What you will do :: Look through the entries below and count every line in which "ChainBackend" appears; reply with the number only.

BEGIN

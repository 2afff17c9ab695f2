//! Deployment subsystem.
//!
//! # Data Flow
//! ```text
//! DeployConfig + network name
//!     → runner.rs DeploymentPlan::prepare (load artifacts, no network yet)
//!     → backend.rs ChainBackend (RpcBackend over TxSender)
//!     → runner.rs run (balance → deploy nft → deploy auction → batch mint)
//!     → record.rs DeploymentRecord (deployment-<network>.json)
//!     → summary.rs (console transcript)
//! ```

pub mod backend;
pub mod record;
pub mod runner;
pub mod summary;

pub use backend::{ChainBackend, RpcBackend};
pub use record::{DeploymentRecord, RecordError};
pub use runner::{run, DeploymentOutcome, DeploymentPlan};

END

Reply to the exercise :: 2